# Brief
From the data underneath, reproduce exactly the stretch that begins at the line with "Error with authentication" and ends after the line with "returned an empty".

[Stored data entries]
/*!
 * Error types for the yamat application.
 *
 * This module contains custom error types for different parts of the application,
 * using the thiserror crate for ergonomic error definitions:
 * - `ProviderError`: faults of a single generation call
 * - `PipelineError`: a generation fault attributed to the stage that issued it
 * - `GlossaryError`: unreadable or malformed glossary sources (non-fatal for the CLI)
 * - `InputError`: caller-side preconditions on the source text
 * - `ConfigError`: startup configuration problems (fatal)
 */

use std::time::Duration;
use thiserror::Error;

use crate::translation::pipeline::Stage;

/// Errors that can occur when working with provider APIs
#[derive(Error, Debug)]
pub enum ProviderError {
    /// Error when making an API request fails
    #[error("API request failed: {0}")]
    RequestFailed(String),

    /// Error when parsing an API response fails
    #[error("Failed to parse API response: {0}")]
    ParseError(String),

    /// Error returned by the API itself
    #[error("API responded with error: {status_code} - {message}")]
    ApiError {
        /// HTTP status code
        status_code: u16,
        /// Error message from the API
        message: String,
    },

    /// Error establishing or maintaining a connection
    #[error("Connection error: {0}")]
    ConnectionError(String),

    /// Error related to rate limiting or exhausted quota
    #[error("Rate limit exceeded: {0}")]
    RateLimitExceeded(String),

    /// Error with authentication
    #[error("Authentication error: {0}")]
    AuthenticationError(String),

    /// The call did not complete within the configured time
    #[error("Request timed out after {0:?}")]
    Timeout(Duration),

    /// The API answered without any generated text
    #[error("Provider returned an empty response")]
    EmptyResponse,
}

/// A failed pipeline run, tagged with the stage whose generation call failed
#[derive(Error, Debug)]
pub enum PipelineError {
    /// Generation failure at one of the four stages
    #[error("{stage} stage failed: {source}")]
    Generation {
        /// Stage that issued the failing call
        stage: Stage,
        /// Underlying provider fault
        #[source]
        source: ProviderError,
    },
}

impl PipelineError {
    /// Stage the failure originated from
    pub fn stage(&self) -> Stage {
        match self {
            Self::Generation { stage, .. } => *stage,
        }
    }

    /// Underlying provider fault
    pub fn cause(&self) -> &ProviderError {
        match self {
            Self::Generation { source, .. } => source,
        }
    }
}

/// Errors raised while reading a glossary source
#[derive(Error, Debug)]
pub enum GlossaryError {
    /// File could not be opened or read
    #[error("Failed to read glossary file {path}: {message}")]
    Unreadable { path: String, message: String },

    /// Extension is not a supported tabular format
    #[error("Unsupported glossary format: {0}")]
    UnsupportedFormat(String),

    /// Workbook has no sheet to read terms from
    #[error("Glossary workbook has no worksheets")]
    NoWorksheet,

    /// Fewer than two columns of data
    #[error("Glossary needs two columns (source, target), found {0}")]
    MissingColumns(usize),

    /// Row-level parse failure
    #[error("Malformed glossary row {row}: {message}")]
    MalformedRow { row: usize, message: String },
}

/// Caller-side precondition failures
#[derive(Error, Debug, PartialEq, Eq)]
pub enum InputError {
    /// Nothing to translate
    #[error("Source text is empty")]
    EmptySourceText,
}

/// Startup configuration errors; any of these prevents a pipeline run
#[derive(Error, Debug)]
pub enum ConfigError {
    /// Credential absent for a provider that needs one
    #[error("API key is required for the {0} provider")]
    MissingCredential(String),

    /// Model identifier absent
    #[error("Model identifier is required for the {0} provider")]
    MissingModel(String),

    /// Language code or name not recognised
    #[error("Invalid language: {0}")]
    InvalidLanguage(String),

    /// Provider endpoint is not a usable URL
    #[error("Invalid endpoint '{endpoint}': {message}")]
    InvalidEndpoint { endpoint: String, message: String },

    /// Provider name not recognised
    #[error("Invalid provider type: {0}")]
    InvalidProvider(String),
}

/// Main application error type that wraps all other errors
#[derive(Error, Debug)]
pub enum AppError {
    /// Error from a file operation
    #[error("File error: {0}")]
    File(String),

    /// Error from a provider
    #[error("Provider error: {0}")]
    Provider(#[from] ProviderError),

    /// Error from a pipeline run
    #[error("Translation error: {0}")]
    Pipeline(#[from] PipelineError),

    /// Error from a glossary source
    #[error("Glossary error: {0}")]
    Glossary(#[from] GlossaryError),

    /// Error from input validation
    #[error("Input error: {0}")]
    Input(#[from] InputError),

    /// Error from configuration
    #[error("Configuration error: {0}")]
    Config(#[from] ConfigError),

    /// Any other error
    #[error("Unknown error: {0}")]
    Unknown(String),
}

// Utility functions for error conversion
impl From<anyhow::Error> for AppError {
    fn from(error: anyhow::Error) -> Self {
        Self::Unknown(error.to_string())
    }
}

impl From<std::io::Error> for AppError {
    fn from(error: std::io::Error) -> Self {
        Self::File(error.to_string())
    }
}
---
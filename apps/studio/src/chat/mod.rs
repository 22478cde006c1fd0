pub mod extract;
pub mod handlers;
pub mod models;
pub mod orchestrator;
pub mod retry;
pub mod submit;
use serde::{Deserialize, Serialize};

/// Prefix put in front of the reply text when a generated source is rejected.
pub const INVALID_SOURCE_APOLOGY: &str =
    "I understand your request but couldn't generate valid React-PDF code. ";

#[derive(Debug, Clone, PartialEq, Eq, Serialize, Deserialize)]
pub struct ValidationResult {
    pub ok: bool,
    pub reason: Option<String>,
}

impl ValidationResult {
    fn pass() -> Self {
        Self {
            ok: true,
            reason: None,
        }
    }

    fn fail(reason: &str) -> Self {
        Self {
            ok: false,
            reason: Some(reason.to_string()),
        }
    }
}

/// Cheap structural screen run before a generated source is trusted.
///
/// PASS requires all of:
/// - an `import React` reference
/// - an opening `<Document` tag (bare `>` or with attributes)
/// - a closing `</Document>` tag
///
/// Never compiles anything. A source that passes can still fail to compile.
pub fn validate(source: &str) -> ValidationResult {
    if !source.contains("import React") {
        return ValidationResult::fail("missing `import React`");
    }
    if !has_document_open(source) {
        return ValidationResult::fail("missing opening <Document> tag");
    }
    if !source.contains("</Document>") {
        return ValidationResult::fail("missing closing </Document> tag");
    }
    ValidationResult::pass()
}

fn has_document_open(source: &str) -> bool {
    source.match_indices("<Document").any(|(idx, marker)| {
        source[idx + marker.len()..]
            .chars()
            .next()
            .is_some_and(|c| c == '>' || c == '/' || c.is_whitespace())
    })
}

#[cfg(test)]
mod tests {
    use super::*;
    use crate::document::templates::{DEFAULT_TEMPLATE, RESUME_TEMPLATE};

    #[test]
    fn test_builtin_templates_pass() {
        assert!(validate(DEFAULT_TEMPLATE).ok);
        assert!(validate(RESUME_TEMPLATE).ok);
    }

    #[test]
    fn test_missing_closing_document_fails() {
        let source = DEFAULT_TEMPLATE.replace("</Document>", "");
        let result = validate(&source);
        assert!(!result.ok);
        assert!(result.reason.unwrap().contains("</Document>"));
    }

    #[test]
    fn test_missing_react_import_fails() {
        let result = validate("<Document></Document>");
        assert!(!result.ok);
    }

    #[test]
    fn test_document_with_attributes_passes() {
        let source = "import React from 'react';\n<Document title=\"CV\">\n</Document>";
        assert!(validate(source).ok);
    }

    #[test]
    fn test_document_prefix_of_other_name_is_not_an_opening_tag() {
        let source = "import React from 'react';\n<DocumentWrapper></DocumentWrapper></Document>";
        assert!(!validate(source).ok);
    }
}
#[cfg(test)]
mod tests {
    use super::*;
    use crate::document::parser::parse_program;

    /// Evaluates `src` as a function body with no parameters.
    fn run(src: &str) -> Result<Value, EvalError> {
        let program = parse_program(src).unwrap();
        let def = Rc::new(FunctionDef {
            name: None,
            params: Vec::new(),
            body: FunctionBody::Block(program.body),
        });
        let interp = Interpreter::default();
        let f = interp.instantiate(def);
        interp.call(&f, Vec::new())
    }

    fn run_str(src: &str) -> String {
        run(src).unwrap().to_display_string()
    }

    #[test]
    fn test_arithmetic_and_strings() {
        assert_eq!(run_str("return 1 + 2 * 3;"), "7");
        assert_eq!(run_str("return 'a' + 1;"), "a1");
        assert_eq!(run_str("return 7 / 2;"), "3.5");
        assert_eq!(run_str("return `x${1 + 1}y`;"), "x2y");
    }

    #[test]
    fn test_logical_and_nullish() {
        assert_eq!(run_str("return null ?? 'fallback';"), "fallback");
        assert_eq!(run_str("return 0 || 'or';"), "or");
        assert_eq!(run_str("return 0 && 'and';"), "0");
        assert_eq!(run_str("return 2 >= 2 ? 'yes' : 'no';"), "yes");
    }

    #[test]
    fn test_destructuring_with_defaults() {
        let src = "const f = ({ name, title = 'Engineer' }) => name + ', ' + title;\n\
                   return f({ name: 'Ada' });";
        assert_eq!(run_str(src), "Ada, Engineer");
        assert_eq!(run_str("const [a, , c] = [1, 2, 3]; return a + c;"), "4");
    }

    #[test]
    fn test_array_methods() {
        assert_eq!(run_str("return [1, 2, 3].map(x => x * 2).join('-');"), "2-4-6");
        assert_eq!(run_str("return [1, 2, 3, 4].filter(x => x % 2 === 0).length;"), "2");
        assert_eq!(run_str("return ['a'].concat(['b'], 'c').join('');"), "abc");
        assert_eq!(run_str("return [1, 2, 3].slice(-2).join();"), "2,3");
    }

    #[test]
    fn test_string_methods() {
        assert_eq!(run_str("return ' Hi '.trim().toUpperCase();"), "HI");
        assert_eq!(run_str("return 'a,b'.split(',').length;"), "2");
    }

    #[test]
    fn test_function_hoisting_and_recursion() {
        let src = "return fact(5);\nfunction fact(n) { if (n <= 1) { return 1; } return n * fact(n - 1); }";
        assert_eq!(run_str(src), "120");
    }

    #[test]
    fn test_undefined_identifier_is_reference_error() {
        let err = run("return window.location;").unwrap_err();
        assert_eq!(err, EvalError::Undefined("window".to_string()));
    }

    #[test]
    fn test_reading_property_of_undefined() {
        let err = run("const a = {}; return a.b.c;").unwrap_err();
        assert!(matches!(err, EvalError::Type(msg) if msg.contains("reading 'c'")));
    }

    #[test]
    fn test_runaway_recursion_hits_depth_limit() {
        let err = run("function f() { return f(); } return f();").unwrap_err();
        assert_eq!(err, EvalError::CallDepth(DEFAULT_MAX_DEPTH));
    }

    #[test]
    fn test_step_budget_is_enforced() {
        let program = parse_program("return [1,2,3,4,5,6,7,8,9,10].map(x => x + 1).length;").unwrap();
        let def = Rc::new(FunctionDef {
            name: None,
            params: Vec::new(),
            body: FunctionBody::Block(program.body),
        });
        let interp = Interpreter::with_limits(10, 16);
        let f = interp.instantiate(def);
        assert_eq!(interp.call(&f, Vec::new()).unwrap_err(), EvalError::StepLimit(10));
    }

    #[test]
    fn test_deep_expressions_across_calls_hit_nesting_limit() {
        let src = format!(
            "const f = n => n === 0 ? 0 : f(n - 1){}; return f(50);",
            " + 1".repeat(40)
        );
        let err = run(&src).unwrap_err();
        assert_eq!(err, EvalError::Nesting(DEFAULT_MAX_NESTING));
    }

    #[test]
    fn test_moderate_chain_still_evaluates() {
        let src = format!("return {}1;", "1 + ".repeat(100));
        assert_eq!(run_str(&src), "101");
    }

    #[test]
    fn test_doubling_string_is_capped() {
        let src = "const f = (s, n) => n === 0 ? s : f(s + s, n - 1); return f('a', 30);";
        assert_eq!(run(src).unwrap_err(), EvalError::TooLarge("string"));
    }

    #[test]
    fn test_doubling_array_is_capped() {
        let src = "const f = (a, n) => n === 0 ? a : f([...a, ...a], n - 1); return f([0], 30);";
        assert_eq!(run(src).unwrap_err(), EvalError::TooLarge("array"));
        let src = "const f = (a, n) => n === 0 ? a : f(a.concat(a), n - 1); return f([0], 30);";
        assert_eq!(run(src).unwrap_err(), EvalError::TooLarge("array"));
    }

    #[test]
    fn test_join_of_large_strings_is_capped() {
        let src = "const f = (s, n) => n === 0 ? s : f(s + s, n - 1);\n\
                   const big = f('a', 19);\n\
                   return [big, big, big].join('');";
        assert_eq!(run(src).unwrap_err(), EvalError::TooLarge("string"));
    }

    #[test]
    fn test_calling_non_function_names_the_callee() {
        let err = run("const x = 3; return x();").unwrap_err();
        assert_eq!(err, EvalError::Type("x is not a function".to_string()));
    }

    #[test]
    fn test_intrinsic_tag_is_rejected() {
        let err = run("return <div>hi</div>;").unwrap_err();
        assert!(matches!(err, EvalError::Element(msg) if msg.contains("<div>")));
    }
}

# Completed task
    /// Error with authentication
    #[error("Authentication error: {0}")]
    AuthenticationError(String),

    /// The call did not complete within the configured time
    #[error("Request timed out after {0:?}")]
    Timeout(Duration),

    /// The API answered without any generated text
    #[error("Provider returned an empty response")]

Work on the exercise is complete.